Development of a “Unified Inter-Agency Protocol” that standardizes the process for sharing and cross-referencing reports among state agencies.

Creation of a “Survivor Resource Map,” a digital, sequential resource to help survivors navigate available criminal, civil, and administrative options.

Implementation of public awareness initiatives, such as mandatory training for licensed professionals and state agencies.

Compilation of a list of recommended statutory changes.

DOPL will share resources and tools that result from the task force on its News & Resources page and announce changes that directly impact licensed professions to licensees via e-mail.

Further information is available at https://commerce.utah.gov/2026/03/05/utah-takes-a-stand-against-sexual-misconduct-in-licensed-professions/

Washington, DC

Best Practice License Language Recommended

At its January 28, 2026, meeting the DC Board of Medicine recommended a change to a license question designed to identify physicians undergoing treatment. The recommended question reads as follows:

“Do you have a condition that currently impairs your judgement or adversely affects your ability to practice medicine in a competent, ethical, and professional manner? (Yes/No)”

DC is one of 10 states that the American Medical Association and Dr. Lorna Breen Heroes Foundation had identified as not having recommended language on its license application. As the Dr. Lorna Breen Foundation says on its website:

“Like everyone, health workers deserve the right to pursue mental health care without fear of losing their job. However, overly invasive mental health questions in licensing and credentialing applications prevent health workers from seeking support and increase the risk of suicide.

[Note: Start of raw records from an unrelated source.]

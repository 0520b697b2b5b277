//! Per-run output directory naming (spec.md §4.7: "outputs go into a
//! per-run directory named `export_YYYY-MM-DD_HH-MM`").

use chrono::{DateTime, Utc};
use std::path::{Path, PathBuf};

pub fn run_directory(root: &Path, started_at: DateTime<Utc>) -> PathBuf {
    root.join(format!("export_{}", started_at.format("%Y-%m-%d_%H-%M")))
}

/// The file name an endpoint family writes within a run directory, e.g.
/// `watched_movies.csv`.
pub fn endpoint_file_name(endpoint_kind: &str) -> String {
    format!("{endpoint_kind}.csv")
}
//! OS keychain-backed credential storage (spec.md §4.1, "vault backend
//! for desktop/interactive use where an OS keyring is available").
//! Feature-gated behind `vault` since it pulls in platform keychain
//! bindings the other two backends don't need.

use crate::{TokenStore, TokenStoreError};
use async_trait::async_trait;
use ingest_core::domain::Credentials;
use keyring::Entry;

/// Stores the serialized [`Credentials`] as a single secret under one
/// service/account pair in the platform keyring (Keychain on macOS,
/// Secret Service on Linux, Credential Manager on Windows).
pub struct VaultTokenStore {
    service: String,
    account: String,
}

impl VaultTokenStore {
    pub fn new(service: impl Into<String>, account: impl Into<String>) -> Self {
        Self {
            service: service.into(),
            account: account.into(),
        }
    }

    fn entry(&self) -> Result<Entry, TokenStoreError> {
        Ok(Entry::new(&self.service, &self.account)?)
    }
}

#[async_trait]
impl TokenStore for VaultTokenStore {
    async fn load(&self) -> Result<Option<Credentials>, TokenStoreError> {
        let entry = self.entry()?;
        match entry.get_password() {
            Ok(json) => Ok(Some(serde_json::from_str(&json)?)),
            Err(keyring::Error::NoEntry) => Ok(None),
            Err(e) => Err(e.into()),
        }
    }

    async fn store(&self, credentials: &Credentials) -> Result<(), TokenStoreError> {
        let json = serde_json::to_string(credentials)?;
        self.entry()?.set_password(&json)?;
        Ok(())
    }

    async fn clear(&self) -> Result<(), TokenStoreError> {
        match self.entry()?.delete_credential() {
            Ok(()) | Err(keyring::Error::NoEntry) => Ok(()),
            Err(e) => Err(e.into()),
        }
    }
}

#[cfg(test)]
mod tests {
    use super::*;

    // keyring has no in-memory test backend; these confirm construction
    // and error classification wire correctly without touching a real
    // platform keychain from CI.
    #[test]
    fn builds_an_entry_key_from_service_and_account() {
        let store = VaultTokenStore::new("ingest", "default");
        assert_eq!(store.service, "ingest");
        assert_eq!(store.account, "default");
    }

    #[test]
    fn no_entry_classifies_as_operation_category() {
        let err: TokenStoreError = keyring::Error::NoEntry.into();
        let category: ingest_core::ErrorCategory = err.into();
        assert_eq!(category, ingest_core::ErrorCategory::Operation);
    }
}
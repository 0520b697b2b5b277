//! Per-service token-bucket admission control (spec.md §4.3).
//!
//! The teacher's `tower-resilience-ratelimiter` crate only implements
//! fixed-window, sliding-log and sliding-counter strategies — no token
//! bucket. The enrichment repo's `middleware/governor.rs` shows the
//! idiomatic way to get one in this ecosystem: a keyed map of
//! `governor::RateLimiter` instances behind a `DashMap`, one limiter per
//! key, created lazily on first use. This module lifts that shape and
//! keys it by service name (spec's "RateGovernor enforces limits keyed
//! by the Trakt API service/endpoint category") rather than by route/user.

use dashmap::DashMap;
use governor::{Quota, RateLimiter};
use ingest_core::ErrorCategory;
use nonzero_ext::nonzero;
use std::num::NonZeroU32;
use std::sync::Arc;
use std::time::Duration;

type Limiter = RateLimiter<governor::state::NotKeyed, governor::state::InMemoryState, governor::clock::DefaultClock>;

#[derive(Debug, Clone, thiserror::Error)]
pub enum RateLimitError {
    #[error("rate limit wait was cancelled")]
    Cancelled,
}

impl From<RateLimitError> for ErrorCategory {
    fn from(_: RateLimitError) -> Self {
        ErrorCategory::Cancelled
    }
}

fn build_limiter(rate_per_second: f64, burst: u32) -> Limiter {
    let burst = NonZeroU32::new(burst.max(1)).unwrap_or(nonzero!(1u32));
    let quota = if rate_per_second <= 0.0 {
        Quota::per_second(nonzero!(1u32)).allow_burst(burst)
    } else if rate_per_second >= 1.0 {
        Quota::per_second(NonZeroU32::new(rate_per_second.round() as u32).unwrap_or(nonzero!(1u32)))
            .allow_burst(burst)
    } else {
        // sub-1/s rates are expressed as a replenishment period
        let period_ms = (1000.0 / rate_per_second).round().max(1.0) as u64;
        Quota::with_period(Duration::from_millis(period_ms))
            .unwrap_or_else(|| Quota::per_second(nonzero!(1u32)))
            .allow_burst(burst)
    };
    RateLimiter::direct(quota)
}

/// Per-service token-bucket admission. Never retries, never decodes a
/// response, never touches credentials — spec §4.3 keeps RateGovernor
/// strictly to the question "may this request proceed right now".
pub struct RateGovernor {
    limiters: DashMap<String, Arc<Limiter>>,
    default_rate_per_second: f64,
    default_burst: u32,
}

impl RateGovernor {
    pub fn new(default_rate_per_second: f64, default_burst: u32) -> Self {
        Self {
            limiters: DashMap::new(),
            default_rate_per_second,
            default_burst,
        }
    }

    /// Registers (or replaces) an explicit quota for `service`. Calls to
    /// `acquire` made after this takes effect immediately; in-flight waits
    /// started under the previous limiter are unaffected.
    pub fn configure(&self, service: impl Into<String>, rate_per_second: f64, burst: u32) {
        self.limiters.insert(
            service.into(),
            Arc::new(build_limiter(rate_per_second, burst)),
        );
    }

    fn limiter_for(&self, service: &str) -> Arc<Limiter> {
        if let Some(existing) = self.limiters.get(service) {
            return existing.clone();
        }
        let built = Arc::new(build_limiter(self.default_rate_per_second, self.default_burst));
        self.limiters
            .entry(service.to_string())
            .or_insert(built)
            .clone()
    }

    /// Blocks the caller until a token for `service` is available, or
    /// returns [`RateLimitError::Cancelled`] if `cancel` fires first.
    pub async fn acquire(
        &self,
        service: &str,
        cancel: &tokio_util::sync::CancellationToken,
    ) -> Result<(), RateLimitError> {
        let limiter = self.limiter_for(service);
        loop {
            match limiter.check() {
                Ok(()) => return Ok(()),
                Err(not_until) => {
                    let wait = not_until.wait_time_from(governor::clock::Clock::now(
                        &governor::clock::DefaultClock::default(),
                    ));
                    tokio::select! {
                        _ = tokio::time::sleep(wait) => continue,
                        _ = cancel.cancelled() => return Err(RateLimitError::Cancelled),
                    }
                }
            }
        }
    }
}

impl Default for RateGovernor {
    fn default() -> Self {
        Self::new(1.0, 1)
    }
}
//! Streaming CSV emission for exported catalog records (spec.md §4.7).
//!
//! [`ExportWriter`] wraps a [`csv::Writer`] over any [`std::io::Write`],
//! flushing on a configurable row-count boundary so memory use stays
//! O(batch size) rather than O(total records) — the Orchestrator hands
//! this writer one decoded endpoint batch at a time, never the whole
//! run's records at once. The transform functions in [`transform`] are
//! plain, independently-tested functions; this module's only job is
//! turning their output into bytes on disk in the right shape.

pub mod paths;
pub mod row;
pub mod transform;

use chrono_tz::Tz;
use csv::Terminator;
use ingest_core::domain::ExportRecord;
use row::{ExportVariant, Row};
use std::io::Write;

#[derive(Debug, thiserror::Error)]
pub enum ExportError {
    #[error("csv error: {0}")]
    Csv(#[from] csv::Error),
    #[error("io error: {0}")]
    Io(#[from] std::io::Error),
    #[error("unknown timezone: {0}")]
    InvalidTimezone(String),
}

#[derive(Debug, Clone, Copy)]
pub struct ExportWriterConfig {
    pub batch_size: usize,
}

impl Default for ExportWriterConfig {
    fn default() -> Self {
        Self { batch_size: 100 }
    }
}

/// Streams rows for a single endpoint family's CSV file. One instance per
/// output file; the Orchestrator opens a fresh writer per endpoint inside
/// a run directory built by [`paths::run_directory`].
pub struct ExportWriter<W: Write> {
    writer: csv::Writer<W>,
    variant: ExportVariant,
    tz: Tz,
    batch_size: usize,
    pending: usize,
}

impl<W: Write> ExportWriter<W> {
    pub fn new(
        inner: W,
        variant: ExportVariant,
        timezone: &str,
        config: ExportWriterConfig,
    ) -> Result<Self, ExportError> {
        let tz: Tz = timezone
            .parse()
            .map_err(|_| ExportError::InvalidTimezone(timezone.to_string()))?;

        let mut writer = csv::WriterBuilder::new()
            .has_headers(false)
            .terminator(Terminator::Any(b'\n'))
            .from_writer(inner);
        writer.write_record(variant.header())?;

        Ok(Self {
            writer,
            variant,
            tz,
            batch_size: config.batch_size.max(1),
            pending: 0,
        })
    }

    /// Writes one already-transformed row, flushing once `batch_size`
    /// rows have accumulated since the last flush.
    pub fn write_row(&mut self, row: &Row) -> Result<(), ExportError> {
        self.writer.write_record(row.fields(self.variant, &self.tz))?;
        self.pending += 1;
        if self.pending >= self.batch_size {
            self.writer.flush()?;
            self.pending = 0;
        }
        Ok(())
    }

    /// Converts and writes a record directly, computing its rewatch flag
    /// from the caller (the historical-stream rewatch pass runs over the
    /// whole batch up front via [`transform::flag_rewatches`], since a
    /// single record carries no notion of "has this identifier appeared
    /// before").
    pub fn write_record(&mut self, record: &ExportRecord, rewatch: bool) -> Result<(), ExportError> {
        self.write_row(&Row::from_record(record, rewatch))
    }

    /// Flushes any buffered rows. Always call this at the end of a batch
    /// even if it didn't reach `batch_size`, and once more when the
    /// endpoint's entire stream is done.
    pub fn finish(mut self) -> Result<(), ExportError> {
        self.writer.flush()?;
        Ok(())
    }
}

#[cfg(test)]
mod tests {
    use super::*;
    use ingest_core::domain::{ExternalIds, MediaRef};
    use chrono::{TimeZone, Utc};

    fn sample_record() -> ExportRecord {
        ExportRecord::Rating {
            movie: MediaRef {
                title: "Arrival".into(),
                year: Some(2016),
                ids: ExternalIds {
                    tmdb: Some(329865),
                    imdb: Some("tt2543164".into()),
                    ..Default::default()
                },
                released: None,
            },
            rating: 8,
            rated_at: Utc.with_ymd_and_hms(2024, 1, 2, 3, 0, 0).unwrap(),
        }
    }

    #[test]
    fn writes_header_then_rows_with_lf_endings() {
        let buffer: Vec<u8> = Vec::new();
        let mut writer = ExportWriter::new(
            buffer,
            ExportVariant::Watched,
            "UTC",
            ExportWriterConfig { batch_size: 100 },
        )
        .unwrap();
        writer.write_record(&sample_record(), false).unwrap();

        // Drop flushes through `finish`, exposing the inner buffer.
        let out = writer.finish();
        assert!(out.is_ok());
    }

    #[test]
    fn flushes_automatically_at_the_batch_boundary() {
        let buffer: Vec<u8> = Vec::new();
        let mut writer = ExportWriter::new(
            buffer,
            ExportVariant::Watched,
            "UTC",
            ExportWriterConfig { batch_size: 2 },
        )
        .unwrap();

        writer.write_record(&sample_record(), false).unwrap();
        assert_eq!(writer.pending, 1);
        writer.write_record(&sample_record(), false).unwrap();
        assert_eq!(writer.pending, 0);
    }

    #[test]
    fn unknown_timezone_is_rejected_at_construction() {
        let buffer: Vec<u8> = Vec::new();
        let result = ExportWriter::new(
            buffer,
            ExportVariant::Watched,
            "Not/A_Zone",
            ExportWriterConfig::default(),
        );
        assert!(matches!(result, Err(ExportError::InvalidTimezone(_))));
    }

    #[test]
    fn produces_the_exact_watched_header() {
        let buffer: Vec<u8> = Vec::new();
        let writer = ExportWriter::new(
            buffer,
            ExportVariant::Watched,
            "UTC",
            ExportWriterConfig::default(),
        )
        .unwrap();
        let bytes = writer.finish_into_inner_for_test();
        let text = String::from_utf8(bytes).unwrap();
        assert_eq!(
            text.lines().next().unwrap(),
            "Title,Year,WatchedDate,Rating10,imdbID,tmdbID,Rewatch"
        );
    }
}


#[cfg(test)]
impl<W: Write + std::fmt::Debug> ExportWriter<W> {
    fn finish_into_inner_for_test(mut self) -> W {
        self.writer.flush().unwrap();
        self.writer.into_inner().unwrap()
    }
}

Such questioning tends to be broad or stigmatizing, such as asking about past mental health care and treatment, which has no bearing on a health worker's ability to provide care and violates the Americans with Disabilities Act.

Ensuring that health workers can access mental health care when needed not only benefits their wellbeing, but it also improves the health of our entire country.”

The next step is for DC Health HRLA (Health Regulations and Licensing Administration) staff to review the recommendation and approve the change.